«Eight men now own half of the world’s resources. Everyone knows this. But people like Bill Gates, because he gives money to charity.»
Social anthropologist Tereza Kuldova speaks extremely fast and extremely prolifically in a mix of Norwegian, German, and English. The UiO researcher has spearheaded what she calls «extreme anthropology.»
In February she was at the Museum of Cultural History, where she was once curator of Indian fashion, to talk about her latest project: comparing the world’s biggest organizations with the underworld’s petty criminals. Like an academic Hunter S. Thompson, she fearlessly delved into the notorious motorcycle society of Austria and asked: what exactly is the difference between a biker gang and a multinational company?
«I compare ‘business as usual’ with ‘business as unusual.’ In the 1970s, biker gangs in the U.S. started raising money and gathering toy donations for sick children. They did this to legitimize their criminal activities, a little bit in the same way as elites do.» Kuldova believes elites have a lot to cover up, including shady business dealings, collaboration with criminals in developing countries, and monopolies.
Norway in a nutshell?
Oslo, 2013: Billionaire Christian Ringnes wanted to give Norway’s capital city a sculpture park, worth several million kroner. The protestors didn’t take long to arrive – who was this billionaire to decide how Ekeberg forest would be used?
Kuldova says the culture of philanthropy is not very widespread in Norway. She believes that’s a good thing.

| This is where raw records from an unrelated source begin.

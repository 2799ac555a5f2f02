use crate::{error::*, types::*};
use chrono::NaiveDate;
use directories::ProjectDirs;
use std::fs::{self, OpenOptions};
use std::io::{BufRead, BufReader, Write};
use std::path::{Path, PathBuf};
use tracing::{debug, warn};

const ERRORS_FILE: &str = "errors.log";
const DATE_FORMAT: &str = "%Y-%m-%d";

pub trait LinkStore {
    /// Persist one batch and return where it went.
    fn put_batch(&self, batch: &TagBatch) -> Result<PathBuf>;
    fn get_batches(&self, date: NaiveDate) -> Result<Vec<TagBatch>>;
    fn list_dates(&self) -> Result<Vec<NaiveDate>>;
    fn log_error(&self, entry: &ErrorEntry) -> Result<()>;
    fn read_errors(&self, date: NaiveDate) -> Result<Vec<ErrorEntry>>;
    fn stats(&self, date: NaiveDate) -> Result<BatchStats>;
}

/// Batches as JSON files, one directory per day and per source:
///
/// ```text
/// <root>/<YYYY-MM-DD>/<source>/<HH.MM.SS.ffffff>-<kind>.json
/// <root>/<YYYY-MM-DD>/errors.log
/// ```
pub struct LocalFsStore {
    root: PathBuf,
}

impl LocalFsStore {
    /// Store under the platform data directory.
    pub fn new() -> Result<Self> {
        let proj = ProjectDirs::from("be", "linktag", "linktag")
            .ok_or_else(|| TaggerError::Other("could not resolve data dir".into()))?;
        Self::at(proj.data_local_dir().join("batches"))
    }

    pub fn at(root: impl Into<PathBuf>) -> Result<Self> {
        let root = root.into();
        fs::create_dir_all(&root)
            .map_err(|e| TaggerError::storage_error("create root", e.to_string()))?;
        Ok(Self { root })
    }

    pub fn root(&self) -> &Path {
        &self.root
    }

    fn day_dir(&self, date: NaiveDate) -> PathBuf {
        self.root.join(date.format(DATE_FORMAT).to_string())
    }

    fn batch_path(&self, batch: &TagBatch) -> PathBuf {
        let dir = self
            .day_dir(batch.fetched_at.date_naive())
            .join(sanitize_component(&batch.source));
        let stem = format!(
            "{}-{}",
            batch.fetched_at.format("%H.%M.%S.%6f"),
            batch.kind.as_str()
        );
        let mut path = dir.join(format!("{}.json", stem));
        let mut n = 1;
        while path.exists() {
            path = dir.join(format!("{}-{}.json", stem, n));
            n += 1;
        }
        path
    }
}

/// Keep source names usable as a single path component.
fn sanitize_component(name: &str) -> String {
    let cleaned: String = name
        .trim()
        .chars()
        .map(|c| if c.is_alphanumeric() || c == '-' || c == '_' || c == '.' { c } else { '_' })
        .collect();
    match cleaned.trim_matches('.') {
        "" => "_".to_string(),
        s => s.to_string(),
    }
}

fn read_batch(path: &Path) -> Option<TagBatch> {
    let file = fs::File::open(path).ok()?;
    match serde_json::from_reader(BufReader::new(file)) {
        Ok(batch) => Some(batch),
        Err(e) => {
            warn!(path = %path.display(), error = %e, "Skipping corrupt batch");
            None
        }
    }
}

impl LinkStore for LocalFsStore {
    fn put_batch(&self, batch: &TagBatch) -> Result<PathBuf> {
        let path = self.batch_path(batch);
        if let Some(dir) = path.parent() {
            fs::create_dir_all(dir)
                .map_err(|e| TaggerError::storage_error("put_batch", e.to_string()))?;
        }
        let bytes = serde_json::to_vec_pretty(batch)
            .map_err(|e| TaggerError::storage_error("put_batch", e.to_string()))?;
        // readers only pick up `.json`, so a half-written file is never seen
        let partial = path.with_extension("json.partial");
        fs::write(&partial, bytes)
            .and_then(|_| fs::rename(&partial, &path))
            .map_err(|e| {
                let _ = fs::remove_file(&partial);
                TaggerError::storage_error("put_batch", e.to_string())
            })?;
        debug!(path = %path.display(), links = batch.links.len(), "Stored batch");
        Ok(path)
    }

    fn get_batches(&self, date: NaiveDate) -> Result<Vec<TagBatch>> {
        let day = self.day_dir(date);
        let mut paths = Vec::new();
        if !day.is_dir() {
            return Ok(Vec::new());
        }
        for source in fs::read_dir(&day)? {
            let source = source?.path();
            if !source.is_dir() {
                continue;
            }
            for entry in fs::read_dir(&source)? {
                let path = entry?.path();
                if path.extension().and_then(|s| s.to_str()) == Some("json") {
                    paths.push(path);
                }
            }
        }
        paths.sort();
        Ok(paths.iter().filter_map(|p| read_batch(p)).collect())
    }

    fn list_dates(&self) -> Result<Vec<NaiveDate>> {
        let mut dates = Vec::new();
        for entry in fs::read_dir(&self.root)? {
            let entry = entry?;
            if !entry.file_type()?.is_dir() {
                continue;
            }
            let name = entry.file_name();
            if let Some(date) = name
                .to_str()
                .and_then(|n| NaiveDate::parse_from_str(n, DATE_FORMAT).ok())
            {
                dates.push(date);
            }
        }
        dates.sort();
        Ok(dates)
    }

    fn log_error(&self, entry: &ErrorEntry) -> Result<()> {
        let day = self.day_dir(entry.timestamp.date_naive());
        let write = || -> std::io::Result<()> {
            fs::create_dir_all(&day)?;
            let mut file = OpenOptions::new()
                .create(true)
                .append(true)
                .open(day.join(ERRORS_FILE))?;
            let line = serde_json::to_string(entry)?;
            writeln!(file, "{}", line)
        };
        write().map_err(|e| TaggerError::storage_error("log_error", e.to_string()))
    }

    fn read_errors(&self, date: NaiveDate) -> Result<Vec<ErrorEntry>> {
        let path = self.day_dir(date).join(ERRORS_FILE);
        if !path.exists() {
            return Ok(Vec::new());
        }
        let reader = BufReader::new(fs::File::open(&path)?);
        let mut entries = Vec::new();
        for line in reader.lines() {
            let line = line?;
            if line.trim().is_empty() {
                continue;
            }
            match serde_json::from_str(&line) {
                Ok(entry) => entries.push(entry),
                Err(e) => warn!(path = %path.display(), error = %e, "Skipping corrupt error line"),
            }
        }
        Ok(entries)
    }

    fn stats(&self, date: NaiveDate) -> Result<BatchStats> {
        let mut stats = BatchStats {
            date: date.format(DATE_FORMAT).to_string(),
            ..Default::default()
        };
        for batch in self.get_batches(date)? {
            stats.batches += 1;
            stats.links += batch.links.len();
            for link in &batch.links {
                for tag in &link.tags {
                    *stats.tag_counts.entry(tag.clone()).or_insert(0) += 1;
                }
            }
        }
        Ok(stats)
    }
}

#[cfg(test)]
mod tests {
    use super::*;
    use crate::tools::tag::make_tagged_url;
    use chrono::{TimeZone, Timelike, Utc};

    fn tags(list: &[&str]) -> TagSet {
        list.iter().map(|t| t.to_string()).collect()
    }

    fn batch(source: &str, micros: u32, kind: PageKind) -> TagBatch {
        TagBatch {
            source: source.to_string(),
            page_url: format!("http://www.{}.be/a.html", source),
            kind,
            fetched_at: Utc
                .with_ymd_and_hms(2024, 3, 5, 14, 7, 9)
                .unwrap()
                .with_nanosecond(micros * 1_000)
                .unwrap(),
            links: vec![
                make_tagged_url("/b.html", "B", tags(&["internal", "in text"])),
                make_tagged_url("http://www.rtbf.be/", "RTBF", tags(&["external"])),
            ],
        }
    }

    fn day() -> NaiveDate {
        NaiveDate::from_ymd_opt(2024, 3, 5).unwrap()
    }

    #[test]
    fn test_put_batch_layout() {
        let dir = tempfile::tempdir().unwrap();
        let store = LocalFsStore::at(dir.path()).unwrap();

        let path = store.put_batch(&batch("lesoir", 123456, PageKind::Article)).unwrap();
        assert_eq!(
            path,
            dir.path().join("2024-03-05/lesoir/14.07.09.123456-article.json")
        );

        let again = store.put_batch(&batch("lesoir", 123456, PageKind::Article)).unwrap();
        assert_eq!(
            again,
            dir.path().join("2024-03-05/lesoir/14.07.09.123456-article-1.json")
        );
    }

    #[test]
    fn test_put_batch_leaves_only_complete_files() {
        let dir = tempfile::tempdir().unwrap();
        let store = LocalFsStore::at(dir.path()).unwrap();
        let path = store.put_batch(&batch("lesoir", 7, PageKind::Article)).unwrap();

        let names: Vec<_> = fs::read_dir(path.parent().unwrap())
            .unwrap()
            .map(|e| e.unwrap().file_name().into_string().unwrap())
            .collect();
        assert_eq!(names, vec!["14.07.09.000007-article.json"]);
    }

    #[test]
    fn test_put_batch_failure_is_storage_error() {
        let dir = tempfile::tempdir().unwrap();
        let store = LocalFsStore::at(dir.path()).unwrap();
        // a plain file where the source directory should go
        fs::create_dir_all(dir.path().join("2024-03-05")).unwrap();
        fs::write(dir.path().join("2024-03-05/lesoir"), "").unwrap();

        let err = store.put_batch(&batch("lesoir", 1, PageKind::Article)).unwrap_err();
        assert!(matches!(err, TaggerError::Storage { ref operation, .. } if operation == "put_batch"));
        assert!(store.get_batches(day()).unwrap().is_empty());
    }

    #[test]
    fn test_get_batches_and_dates() {
        let dir = tempfile::tempdir().unwrap();
        let store = LocalFsStore::at(dir.path()).unwrap();
        let first = batch("lesoir", 1, PageKind::FrontPage);
        let second = batch("dhnet", 2, PageKind::Article);
        store.put_batch(&first).unwrap();
        store.put_batch(&second).unwrap();

        let batches = store.get_batches(day()).unwrap();
        assert_eq!(batches, vec![second, first]);
        assert_eq!(store.list_dates().unwrap(), vec![day()]);
    }

    #[test]
    fn test_missing_date_is_empty() {
        let dir = tempfile::tempdir().unwrap();
        let store = LocalFsStore::at(dir.path()).unwrap();
        let other = NaiveDate::from_ymd_opt(2020, 1, 1).unwrap();
        assert!(store.get_batches(other).unwrap().is_empty());
        assert!(store.read_errors(other).unwrap().is_empty());
        assert_eq!(store.stats(other).unwrap().batches, 0);
        assert!(store.list_dates().unwrap().is_empty());
    }

    #[test]
    fn test_corrupt_batch_is_skipped() {
        let dir = tempfile::tempdir().unwrap();
        let store = LocalFsStore::at(dir.path()).unwrap();
        store.put_batch(&batch("lesoir", 1, PageKind::Article)).unwrap();
        fs::write(dir.path().join("2024-03-05/lesoir/broken.json"), "{oops").unwrap();

        assert_eq!(store.get_batches(day()).unwrap().len(), 1);
    }

    #[test]
    fn test_stats_counts_tags() {
        let dir = tempfile::tempdir().unwrap();
        let store = LocalFsStore::at(dir.path()).unwrap();
        store.put_batch(&batch("lesoir", 1, PageKind::Article)).unwrap();
        store.put_batch(&batch("lesoir", 2, PageKind::Article)).unwrap();

        let stats = store.stats(day()).unwrap();
        assert_eq!(stats.date, "2024-03-05");
        assert_eq!(stats.batches, 2);
        assert_eq!(stats.links, 4);
        assert_eq!(stats.tag_counts["internal"], 2);
        assert_eq!(stats.tag_counts["external"], 2);
        assert_eq!(stats.tag_counts["in text"], 2);
    }

    #[test]
    fn test_error_log_round_trip() {
        let dir = tempfile::tempdir().unwrap();
        let store = LocalFsStore::at(dir.path()).unwrap();
        let entry = ErrorEntry {
            timestamp: Utc.with_ymd_and_hms(2024, 3, 5, 8, 0, 0).unwrap(),
            source: "lesoir".into(),
            page_url: "http://www.lesoir.be/missing".into(),
            message: "fetch failed for http://www.lesoir.be/missing: status 404 (not found)".into(),
        };
        store.log_error(&entry).unwrap();
        store.log_error(&entry).unwrap();

        let raw = fs::read_to_string(dir.path().join("2024-03-05/errors.log")).unwrap();
        assert_eq!(raw.lines().count(), 2);
        assert_eq!(store.read_errors(day()).unwrap(), vec![entry.clone(), entry]);
        // the errors log is not a batch
        assert!(store.get_batches(day()).unwrap().is_empty());
    }

    #[test]
    fn test_sanitize_component() {
        assert_eq!(sanitize_component("lesoir"), "lesoir");
        assert_eq!(sanitize_component("../etc"), "_etc");
        assert_eq!(sanitize_component("a b/c"), "a_b_c");
        assert_eq!(sanitize_component(""), "_");
    }
}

«Philanthropy is a controversial phenomenon. When the state is strong, there isn’t much need for it, but if the state is weak, it’s more popular. In Norway philanthropy doesn’t work,» explained Kuldova. «Local biker gangs have tried to do charity work, but because the state is so strong, it doesn’t have the same effect. Here it just looks like a PR-strategy, which to a certain extent it is.»

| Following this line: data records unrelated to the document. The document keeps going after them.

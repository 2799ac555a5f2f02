use reqwest::header::{HeaderMap, HeaderValue, ACCEPT, ACCEPT_LANGUAGE, USER_AGENT};
use reqwest::{redirect, Client};
use std::time::Duration;

const DEFAULT_TIMEOUT_MS: u64 = 20_000;
const REDIRECT_LIMIT: usize = 10;
const POOL_IDLE_TIMEOUT_SEC: u64 = 90;

const BROWSER_USER_AGENT: &str = "Mozilla/5.0 (Windows NT 10.0; Win64; x64) AppleWebKit/537.36 (KHTML, like Gecko) Chrome/123.0.0.0 Safari/537.36";

/// Default headers for the Belgian portals (French first, Dutch second).
fn default_headers() -> HeaderMap {
    let mut headers = HeaderMap::new();
    headers.insert(USER_AGENT, HeaderValue::from_static(BROWSER_USER_AGENT));
    headers.insert(
        ACCEPT,
        HeaderValue::from_static("text/html,application/xhtml+xml,application/xml;q=0.9,*/*;q=0.8"),
    );
    headers.insert(
        ACCEPT_LANGUAGE,
        HeaderValue::from_static("fr-BE,fr;q=0.9,nl-BE;q=0.8,nl;q=0.7,en;q=0.5"),
    );
    headers
}

/// Build the shared reqwest client.
pub(super) fn build_client(timeout_ms: Option<u64>) -> Result<Client, reqwest::Error> {
    Client::builder()
        .default_headers(default_headers())
        .redirect(redirect::Policy::limited(REDIRECT_LIMIT))
        .gzip(true)
        .brotli(true)
        .deflate(true)
        .timeout(Duration::from_millis(timeout_ms.unwrap_or(DEFAULT_TIMEOUT_MS)))
        .pool_idle_timeout(Duration::from_secs(POOL_IDLE_TIMEOUT_SEC))
        .build()
}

Researchers are generally skeptical when it comes to philanthropy. When asked if Bill Gates could just be a nice guy, Kuldova was doubtful.

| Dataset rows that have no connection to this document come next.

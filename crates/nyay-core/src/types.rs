//! Domain types shared by the index, the embedder and the answer pipeline.

use serde::{Deserialize, Serialize};

pub type ChunkId = String;

/// Index position marking an empty result slot.
pub const NO_MATCH: i64 = -1;

/// One retrievable unit of statute text with its citation metadata.
///
/// Created once by the index build and never mutated while serving.
#[derive(Debug, Clone, PartialEq, Serialize, Deserialize)]
pub struct Chunk {
    pub id: ChunkId,
    pub act_name: String,
    pub act_year: i32,
    pub category: String,
    pub section_number: String,
    pub text: String,
    pub source: String,
}

/// A chunk paired with its similarity to the current query.
///
/// `score` is a cosine similarity in `[-1, 1]`; higher is better.
#[derive(Debug, Clone, PartialEq, Serialize)]
pub struct RetrievedCandidate {
    pub chunk: Chunk,
    pub score: f32,
}

/// Similarity metric declared by a vector index.
#[derive(Debug, Clone, Copy, PartialEq, Eq, Serialize, Deserialize)]
#[serde(rename_all = "snake_case")]
pub enum Metric {
    /// Inner product over unit vectors. Higher is better.
    InnerProduct,
    /// Euclidean distance. Lower is better.
    L2,
}

impl Metric {
    pub fn as_str(self) -> &'static str {
        match self {
            Metric::InnerProduct => "inner_product",
            Metric::L2 => "l2",
        }
    }

    pub fn parse(s: &str) -> Option<Self> {
        match s.trim().to_ascii_lowercase().as_str() {
            "inner_product" | "ip" | "dot" | "cosine" => Some(Metric::InnerProduct),
            "l2" | "euclidean" => Some(Metric::L2),
            _ => None,
        }
    }
}

impl std::fmt::Display for Metric {
    fn fmt(&self, f: &mut std::fmt::Formatter<'_>) -> std::fmt::Result {
        f.write_str(self.as_str())
    }
}

/// Raw top-k output of a vector index.
///
/// Always holds exactly `k` slots ordered by descending similarity. Slots
/// beyond the corpus size carry [`NO_MATCH`] and `f32::NEG_INFINITY`.
#[derive(Debug, Clone, Default, PartialEq)]
pub struct Neighbors {
    pub scores: Vec<f32>,
    pub positions: Vec<i64>,
}

impl Neighbors {
    pub fn iter(&self) -> impl Iterator<Item = (f32, i64)> + '_ {
        self.scores.iter().copied().zip(self.positions.iter().copied())
    }
}

/// Which prompting strategy produced an answer.
#[derive(Debug, Clone, Copy, PartialEq, Eq, Serialize, Deserialize)]
#[serde(rename_all = "lowercase")]
pub enum Mode {
    /// Allowed to cite the retrieved excerpts.
    Grounded,
    /// General explanation only; no citations.
    Fallback,
}

#[derive(Debug, Clone, Copy, PartialEq, Eq, Serialize, Deserialize)]
#[serde(rename_all = "lowercase")]
pub enum ConfidenceLabel {
    High,
    Low,
}

/// Terminal output of the pipeline.
#[derive(Debug, Clone, PartialEq, Serialize)]
pub struct Answer {
    pub mode: Mode,
    pub confidence_label: ConfidenceLabel,
    pub explanation: String,
    pub sources: Vec<RetrievedCandidate>,
    pub disclaimer: String,
}

/// A source entry formatted for display or an API response.
#[derive(Debug, Clone, PartialEq, Serialize, Deserialize)]
pub struct SourceCitation {
    pub act: String,
    pub section: String,
    pub text: String,
    pub score: f32,
}

impl From<&RetrievedCandidate> for SourceCitation {
    fn from(c: &RetrievedCandidate) -> Self {
        Self {
            act: c.chunk.act_name.clone(),
            section: c.chunk.section_number.clone(),
            text: c.chunk.text.clone(),
            score: c.score,
        }
    }
}

/// Wire shape of an answer as served to API clients: `mode` is `rag` or
/// `fallback`, `confidence` is `high` or `low`.
#[derive(Debug, Clone, PartialEq, Serialize, Deserialize)]
pub struct AnswerView {
    pub mode: String,
    pub confidence: String,
    pub answer: String,
    pub sources: Vec<SourceCitation>,
    pub disclaimer: String,
}

impl Answer {
    pub fn citations(&self) -> Vec<SourceCitation> {
        self.sources.iter().map(SourceCitation::from).collect()
    }

    pub fn to_view(&self) -> AnswerView {
        AnswerView {
            mode: match self.mode {
                Mode::Grounded => "rag".to_string(),
                Mode::Fallback => "fallback".to_string(),
            },
            confidence: match self.confidence_label {
                ConfidenceLabel::High => "high".to_string(),
                ConfidenceLabel::Low => "low".to_string(),
            },
            answer: self.explanation.clone(),
            sources: self.citations(),
            disclaimer: self.disclaimer.clone(),
        }
    }
}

«Philanthropy should go to charitable organizations. But [Bill] Gates is giving money to MasterCard to build up the bank system in Kenya. He gets tax deductions for that. Who is it helping?»
Kuldova believes money that goes to charity would be better served by going to the state, which would use it more effectively than organizations.
«Instead of paying two percent of your income to charity, you should rather pay 30 percent in taxes to the state. Philanthropy will never fight the conditions that created a need for philanthropy in the first place,» she said.
Even though she does not have a license herself, Kuldova has closely followed the so-called «outlaw» clubs – motorcycle clubs regarded as criminal – through Europe. She doesn’t deny it was adrenaline-filled, but says she had no reason to be afraid.
«The clubs are very inclusive. Everyone is welcome, and you won’t be judged if, for example, you look different or have a different skin color. Most of the parties are completely legal, with kids and uncover police attending. Everyone knows they’re there,» she said, and laughed.
«Have you ever witnessed anything criminal?» this reporter asked.
«No, I don’t think they would have invited me. Those kinds of things happen behind closed doors.»
Home away from home
The actual motorcycles are important, but are perhaps not the most important recruitment aspect for clubs, Kuldova believes. A more significant criterion for the men who join is a feeling of not being recognized in society.
«Biker gangs have their own status system. The recruits are looking for an alternative society that can offer community, protection, and psychological and material support.»
Kuldova says this is similar to other socially deviant groups, such as neo-Nazis. At parties she met many remorseful bikers with neo-Nazi tattoos from their youth.
«It’s often belonging which is driving them. You don’t often find neo-Nazis older than 35,» Kuldova said.
«They drop out or move on to biker gangs, for example.» She added it is frequently based on coincidences, and many of them could have just as easily ended up at Blindern.
Similar to the mafia, biker gang networks are based on trust. Members are treated terribly for the first few years, until they slowly but surely build up respect, a recognition that worth something around the world. «You become a part of something bigger than yourself,» Kuldova explained. «Biker gangs are transnational, and offer a huge network. If you get sick when traveling for example, there’s a good chance someone will come through for you, even if you don’t know them personally.»